__EXERCISE REQUIREMENTS__.
The answer must consist solely of the line that contains "assert_eq!(enumeration.entries.len(), 4);" and all subsequent lines of the data, each reproduced exactly.

------------------------------------

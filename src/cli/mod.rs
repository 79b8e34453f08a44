//! The Quova Command-Line Interface.
//!
//! Reads files, hands their text to the compiler pipelines, and writes the
//! results. The pipelines themselves never touch the file system.

use std::path::Path;
use std::{fs, process};

use clap::Parser;
use miette::{IntoDiagnostic, Result};
use tracing::{info, Level};

use crate::cli::args::{Command, QuovaArgs};
use crate::cli::output::Printer;
use crate::compiler::{compile_module, compile_project, compile_source};
use crate::config::CompilerConfig;
use crate::diagnostics::QuovaError;
use crate::syntax::parse_file;

pub mod args;
pub mod output;

/// The main entry point for the CLI.
pub fn run() {
    let args = QuovaArgs::parse();
    init_tracing(args.verbose);
    let printer = Printer::new(args.color);

    let result = load_config(args.config.as_deref()).and_then(|config| match args.command {
        Command::Compile { file, output } => handle_compile(&printer, &config, &file, output.as_deref()),
        Command::Module { file, output } => handle_module(&printer, &config, &file, output.as_deref()),
        Command::Build { dir, output } => handle_build(&printer, &config, &dir, output.as_deref()),
        Command::Ast { file } => handle_ast(&printer, &file),
    });

    if let Err(report) = result {
        printer.report(report);
        process::exit(1);
    }
}

fn init_tracing(verbose: u8) {
    let level = match verbose {
        0 => Level::WARN,
        1 => Level::INFO,
        _ => Level::DEBUG,
    };
    tracing_subscriber::fmt()
        .with_writer(std::io::stderr)
        .with_max_level(level)
        .init();
}

fn load_config(path: Option<&Path>) -> Result<CompilerConfig> {
    match path {
        Some(path) => Ok(CompilerConfig::load(path)?),
        None => Ok(CompilerConfig::default()),
    }
}

fn read(path: &Path) -> Result<String> {
    fs::read_to_string(path).map_err(|e| QuovaError::io(path, e).into())
}

fn write(path: &Path, text: &str) -> Result<()> {
    fs::write(path, text).map_err(|e| QuovaError::io(path, e).into())
}

fn handle_compile(printer: &Printer, config: &CompilerConfig, file: &Path, output: Option<&Path>) -> Result<()> {
    let source = read(file)?;
    let kotlin = compile_source(&source, &file.to_string_lossy(), config)?;
    match output {
        Some(target) => {
            write(target, &kotlin)?;
            printer.status("Compiled", &format!("{} -> {}", file.display(), target.display()));
        }
        None => printer.text(&kotlin),
    }
    Ok(())
}

fn handle_module(printer: &Printer, config: &CompilerConfig, file: &Path, output: Option<&Path>) -> Result<()> {
    let source = read(file)?;
    let module = compile_module(&source, config)?;
    match output {
        Some(dir) => {
            fs::create_dir_all(dir).map_err(|e| QuovaError::io(dir, e))?;
            write(&dir.join("build.gradle"), &module.build_gradle)?;
            write(&dir.join("settings.gradle"), &module.settings_gradle)?;
            printer.status("Generated", &format!("{}/build.gradle", dir.display()));
            printer.status("Generated", &format!("{}/settings.gradle", dir.display()));
        }
        None => {
            printer.text(&module.build_gradle);
            printer.text(&module.settings_gradle);
        }
    }
    Ok(())
}

fn handle_build(printer: &Printer, config: &CompilerConfig, dir: &Path, output: Option<&Path>) -> Result<()> {
    let out = output.map_or_else(|| dir.join(&config.output_dir), Path::to_path_buf);
    info!(dir = %dir.display(), out = %out.display(), "building project");
    let built = compile_project(dir, &out, config)?;
    for path in built.sources.iter().chain(&built.build_files) {
        printer.status("Wrote", &path.display().to_string());
    }
    printer.status(
        "Finished",
        &format!("{} source file(s) into {}", built.sources.len(), out.display()),
    );
    Ok(())
}

fn handle_ast(printer: &Printer, file: &Path) -> Result<()> {
    let source = read(file)?;
    let ast = parse_file(&source, &file.to_string_lossy())?;
    let json = serde_json::to_string_pretty(&ast).into_diagnostic()?;
    printer.text(&json);
    printer.text("\n");
    Ok(())
}
//! Statement productions.

use pest::iterators::Pair;

use super::parser::Rule;
use super::visitor::{child, children, has, Result, Scope, Visitor};
use crate::ast::*;
use crate::either::Either;

impl Visitor {
    pub(crate) fn visit_statement(&self, pair: Pair<Rule>) -> Result<Statement> {
        let inner = self.first(&pair)?;
        match inner.as_rule() {
            Rule::labeled_statement => Ok(Statement::Labeled {
                label: self.name(&inner)?,
                statement: Box::new(self.visit_statement(self.required(&inner, Rule::statement)?)?),
            }),
            Rule::declaration => Ok(Statement::Declaration(self.visit_declaration(inner, Scope::Local)?)),
            Rule::if_statement => self.visit_if(inner),
            Rule::for_statement => self.visit_for(inner),
            Rule::while_statement => self.visit_while(inner),
            Rule::jump_statement => Ok(Statement::Jump(self.visit_jump(inner)?)),
            Rule::block => Ok(Statement::Block(self.visit_block(inner)?)),
            Rule::assignment => Ok(Statement::Assignment(self.visit_assignment(inner)?)),
            Rule::expression => Ok(Statement::Expression(self.visit_expression(inner)?)),
            Rule::switch_expression => Ok(Statement::Expression(Expression::Switch(self.visit_switch(inner)?))),
            Rule::when_expression => Ok(Statement::Expression(Expression::When(self.visit_when(inner)?))),
            _ => Err(self.unexpected(&inner)),
        }
    }

    pub(crate) fn visit_statement_body(&self, pair: Pair<Rule>) -> Result<StatementBody> {
        let inner = self.first(&pair)?;
        match inner.as_rule() {
            Rule::block => Ok(StatementBody::Block(self.visit_block(inner)?)),
            Rule::statement => Ok(StatementBody::Statement(Box::new(self.visit_statement(inner)?))),
            Rule::empty_statement => Ok(StatementBody::Pass),
            _ => Err(self.unexpected(&inner)),
        }
    }

    pub(crate) fn visit_block(&self, pair: Pair<Rule>) -> Result<Block> {
        Ok(Block {
            statements: children(&pair, Rule::statement)
                .map(|s| self.visit_statement(s))
                .collect::<Result<Vec<_>>>()?,
        })
    }

    fn visit_if(&self, pair: Pair<Rule>) -> Result<Statement> {
        let mut bodies = children(&pair, Rule::statement_body);
        let then = bodies.next().ok_or_else(|| self.missing(&pair, "if body"))?;
        let otherwise = match bodies.next() {
            Some(body) => Some(Box::new(self.visit_statement_body(body)?)),
            None => None,
        };
        Ok(Statement::If(IfStatement {
            condition: self.visit_expression(self.required(&pair, Rule::expression)?)?,
            then: Box::new(self.visit_statement_body(then)?),
            otherwise,
        }))
    }

    fn visit_for(&self, pair: Pair<Rule>) -> Result<Statement> {
        let header = match child(&pair, Rule::for_each_condition) {
            Some(condition) => Either::B(self.visit_for_each(condition)?),
            None => {
                let condition = self.required(&pair, Rule::classic_for_condition)?;
                Either::A(ClassicFor {
                    variables: children(&condition, Rule::for_variable)
                        .map(|variable| -> Result<ForVariable> {
                            Ok(ForVariable {
                                ty: self.optional_type(&variable)?,
                                name: self.name(&variable)?,
                                value: self.visit_expression(self.required(&variable, Rule::expression)?)?,
                            })
                        })
                        .collect::<Result<Vec<_>>>()?,
                    conditions: children(&condition, Rule::expression)
                        .map(|e| self.visit_expression(e))
                        .collect::<Result<Vec<_>>>()?,
                    updates: children(&condition, Rule::simple_statement)
                        .map(|s| self.visit_simple_statement(s))
                        .collect::<Result<Vec<_>>>()?,
                })
            }
        };
        Ok(Statement::For(ForStatement {
            header,
            body: Box::new(self.visit_statement_body(self.required(&pair, Rule::statement_body)?)?),
        }))
    }

    /// `[T] x in source`, shared with list comprehensions.
    pub(crate) fn visit_for_each(&self, pair: Pair<Rule>) -> Result<ForEach> {
        Ok(ForEach {
            ty: self.optional_type(&pair)?,
            name: self.name(&pair)?,
            iterable: Box::new(self.visit_expression(self.required(&pair, Rule::expression)?)?),
        })
    }

    fn optional_type(&self, pair: &Pair<Rule>) -> Result<Option<Type>> {
        match child(pair, Rule::type_or_var) {
            Some(ty) => self.visit_type_or_var(ty),
            None => Ok(None),
        }
    }

    fn visit_simple_statement(&self, pair: Pair<Rule>) -> Result<Statement> {
        let inner = self.first(&pair)?;
        match inner.as_rule() {
            Rule::assignment => Ok(Statement::Assignment(self.visit_assignment(inner)?)),
            Rule::expression => Ok(Statement::Expression(self.visit_expression(inner)?)),
            _ => Err(self.unexpected(&inner)),
        }
    }

    fn visit_while(&self, pair: Pair<Rule>) -> Result<Statement> {
        Ok(Statement::While(WhileStatement {
            do_while: has(&pair, Rule::kw_do),
            condition: self.visit_expression(self.required(&pair, Rule::expression)?)?,
            body: Box::new(self.visit_statement_body(self.required(&pair, Rule::statement_body)?)?),
        }))
    }

    fn visit_jump(&self, pair: Pair<Rule>) -> Result<Jump> {
        let keyword = self.first(&pair)?;
        let label = match child(&pair, Rule::jump_label) {
            Some(label) => Some(self.name(&label)?),
            None => None,
        };
        let value = match child(&pair, Rule::expression) {
            Some(value) => Some(self.visit_expression(value)?),
            None => None,
        };
        match keyword.as_rule() {
            Rule::kw_break => Ok(Jump::Break(label)),
            Rule::kw_continue => Ok(Jump::Continue(label)),
            Rule::kw_throw => Ok(Jump::Throw(value.ok_or_else(|| self.missing(&pair, "thrown value"))?)),
            Rule::kw_return => Ok(Jump::Return { label, value }),
            _ => Err(self.unexpected(&keyword)),
        }
    }

    fn visit_assignment(&self, pair: Pair<Rule>) -> Result<Assignment> {
        let operator = self.required(&pair, Rule::assignment_operator)?;
        Ok(Assignment {
            target: self.visit_assignable(self.required(&pair, Rule::assignable_expression)?)?,
            operator: AssignmentOperator::from_symbol(operator.as_str()).ok_or_else(|| self.unexpected(&operator))?,
            value: self.visit_expression(self.required(&pair, Rule::expression)?)?,
        })
    }

    /// A primary followed by postfix operators, folded left to right.
    fn visit_assignable(&self, pair: Pair<Rule>) -> Result<Expression> {
        let mut parts = pair.clone().into_inner();
        let primary = parts.next().ok_or_else(|| self.missing(&pair, "assignment target"))?;
        parts.try_fold(self.visit_primary(primary)?, |operand, postfix| -> Result<Expression> {
            Ok(Expression::Postfix {
                operand: Box::new(operand),
                operator: self.visit_postfix_operator(postfix)?,
            })
        })
    }
}

#[cfg(test)]
mod tests {
    use crate::ast::*;
    use crate::either::Either;
    use crate::syntax::parse_file;

    fn body(source: &str) -> Vec<Statement> {
        let file = parse_file(&format!("void main() {{ {} }}", source), "statements.qv").unwrap();
        match file.declarations.into_iter().next() {
            Some(Declaration::Function(FunctionDeclaration {
                body: Some(Either::A(block)),
                ..
            })) => block.statements,
            other => panic!("expected a function with a block, got {:?}", other),
        }
    }

    #[test]
    fn classic_for_keeps_all_three_clauses() {
        let statements = body("for (int i = 0, j = 10; i < j; i++, j -= 1) {}");
        let Statement::For(ForStatement {
            header: Either::A(header),
            ..
        }) = &statements[0]
        else {
            panic!("expected a classic for");
        };
        assert_eq!(header.variables.len(), 2);
        assert!(header.variables[1].ty.is_none());
        assert_eq!(header.conditions.len(), 1);
        assert!(matches!(header.updates[0], Statement::Expression(_)));
        assert!(matches!(header.updates[1], Statement::Assignment(_)));
    }

    #[test]
    fn for_each_reads_optional_type() {
        let statements = body("for (String s in names) print(s);");
        let Statement::For(ForStatement {
            header: Either::B(each),
            body,
        }) = &statements[0]
        else {
            panic!("expected a for-each");
        };
        assert_eq!(each.name, "s");
        assert!(each.ty.is_some());
        assert!(matches!(**body, StatementBody::Statement(_)));
    }

    #[test]
    fn compound_assignment_target_is_folded() {
        let statements = body("a.b[0] |= 4;");
        let Statement::Assignment(assignment) = &statements[0] else {
            panic!("expected an assignment");
        };
        assert_eq!(assignment.operator, AssignmentOperator::Or);
        assert!(matches!(
            &assignment.target,
            Expression::Postfix {
                operator: PostfixOperator::Indexing(_),
                ..
            }
        ));
    }

    #[test]
    fn jumps_keep_labels_and_values() {
        let statements = body("outer@ while (true) { break@outer; } return 1;");
        assert!(matches!(&statements[0], Statement::Labeled { label, .. } if label == "outer"));
        assert_eq!(
            statements[1],
            Statement::Jump(Jump::Return {
                label: None,
                value: Some(Expression::integer("1")),
            })
        );
    }

    #[test]
    fn do_while_is_flagged() {
        let statements = body("do x++; while (x < 3);");
        assert!(matches!(&statements[0], Statement::While(w) if w.do_while));
    }

    #[test]
    fn empty_branch_is_a_pass() {
        let statements = body("if (x) ; else {}");
        let Statement::If(statement) = &statements[0] else {
            panic!("expected an if");
        };
        assert_eq!(*statement.then, StatementBody::Pass);
        assert!(matches!(statement.otherwise.as_deref(), Some(StatementBody::Block(_))));
    }
}
// tests/parser_tests.rs

use quova::ast::*;
use quova::parse_file;
use quova::ErrorType;

use pretty_assertions::assert_eq;

fn first_type(source: &str) -> TypeDeclaration {
    let file = parse_file(source, "parser.qv").unwrap();
    match file.declarations.into_iter().next() {
        Some(Declaration::Type(declaration)) => declaration,
        other => panic!("expected a type declaration, got {:?}", other),
    }
}

#[test]
fn synthetic_imports_close_the_import_list() {
    let file = parse_file(
        "package demo.app;\nimport a.b.C as D;\nimport x.y.*;\nimport p.{Q, R};\n",
        "imports.qv",
    )
    .unwrap();
    assert_eq!(file.package.as_deref(), Some("demo.app"));
    assert_eq!(file.imports.len(), 5);
    assert_eq!(file.imports[3], Import::standard_library());
    assert_eq!(file.imports[4], Import::integer_alias());
}

#[test]
fn empty_unit_still_gets_the_synthetic_imports() {
    let file = parse_file("", "empty.qv").unwrap();
    assert_eq!(
        file.imports,
        vec![Import::standard_library(), Import::integer_alias()]
    );
    assert!(file.declarations.is_empty());
}

#[test]
fn members_land_in_exactly_one_bucket_in_order() {
    let declaration = first_type(
        "class Foo(int x) { int a = 1; static int b = 2; int c = 3; static void d() {} }",
    );
    let TypeDeclarationKind::Class(class) = declaration.kind else {
        panic!("expected a class");
    };
    assert_eq!(class.members.instance.len(), 2);
    assert_eq!(class.members.statics.len(), 2);
    let names: Vec<String> = class
        .members
        .instance
        .iter()
        .filter_map(|member| match member {
            ClassMember::Declaration(Declaration::Property(property)) => {
                Some(property.properties[0].name.clone())
            }
            _ => None,
        })
        .collect();
    assert_eq!(names, vec!["a", "c"]);
}

#[test]
fn enum_entries_keep_their_explicit_values() {
    let declaration = first_type("enum Color : int { A, B, C = 10, D }");
    let TypeDeclarationKind::PrimitiveEnum(enumeration) = declaration.kind else {
        panic!("expected a primitive enum");
    };
    assert_eq!(enumeration.entries.len(), 4);
    let values: Vec<String> = quova::render::enum_values(&enumeration)
        .iter()
        .map(ToString::to_string)
        .collect();
    assert_eq!(values, vec!["0", "1", "10", "10 + 1"]);
}

#[test]
fn syntax_errors_carry_a_labelled_span() {
    use miette::Diagnostic;

    let err = parse_file("class Foo {\n  int x = ;\n}", "broken.qv").unwrap_err();
    assert_eq!(err.error_type(), ErrorType::Parse);
    let labels: Vec<_> = err.labels().map(|l| l.collect()).unwrap_or_default();
    assert_eq!(labels.len(), 1);
    assert!(err.source_code().is_some());
}

#[test]
fn dictionary_constructor_arguments_are_rejected() {
    let err = parse_file("var m = new Foo{1: 2};", "dict.qv").unwrap_err();
    assert_eq!(err.error_type(), ErrorType::Unsupported);
}

#[test]
fn ast_serializes_to_json() {
    let file = parse_file("record Point(int x, int y);", "point.qv").unwrap();
    let json = serde_json::to_value(&file).unwrap();
    assert!(json["declarations"].is_array());
    assert_eq!(json["declarations"].as_array().map(Vec::len), Some(1));
}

------------------------------------

__EXPECTED ANSWER__.
    assert_eq!(enumeration.entries.len(), 4);
    let values: Vec<String> = quova::render::enum_values(&enumeration)
        .iter()
        .map(ToString::to_string)
        .collect();
    assert_eq!(values, vec!["0", "1", "10", "10 + 1"]);
}

#[test]
fn syntax_errors_carry_a_labelled_span() {
    use miette::Diagnostic;

    let err = parse_file("class Foo {\n  int x = ;\n}", "broken.qv").unwrap_err();
    assert_eq!(err.error_type(), ErrorType::Parse);
    let labels: Vec<_> = err.labels().map(|l| l.collect()).unwrap_or_default();
    assert_eq!(labels.len(), 1);
    assert!(err.source_code().is_some());
}

#[test]
fn dictionary_constructor_arguments_are_rejected() {
    let err = parse_file("var m = new Foo{1: 2};", "dict.qv").unwrap_err();
    assert_eq!(err.error_type(), ErrorType::Unsupported);
}

#[test]
fn ast_serializes_to_json() {
    let file = parse_file("record Point(int x, int y);", "point.qv").unwrap();
    let json = serde_json::to_value(&file).unwrap();
    assert!(json["declarations"].is_array());
    assert_eq!(json["declarations"].as_array().map(Vec::len), Some(1));
}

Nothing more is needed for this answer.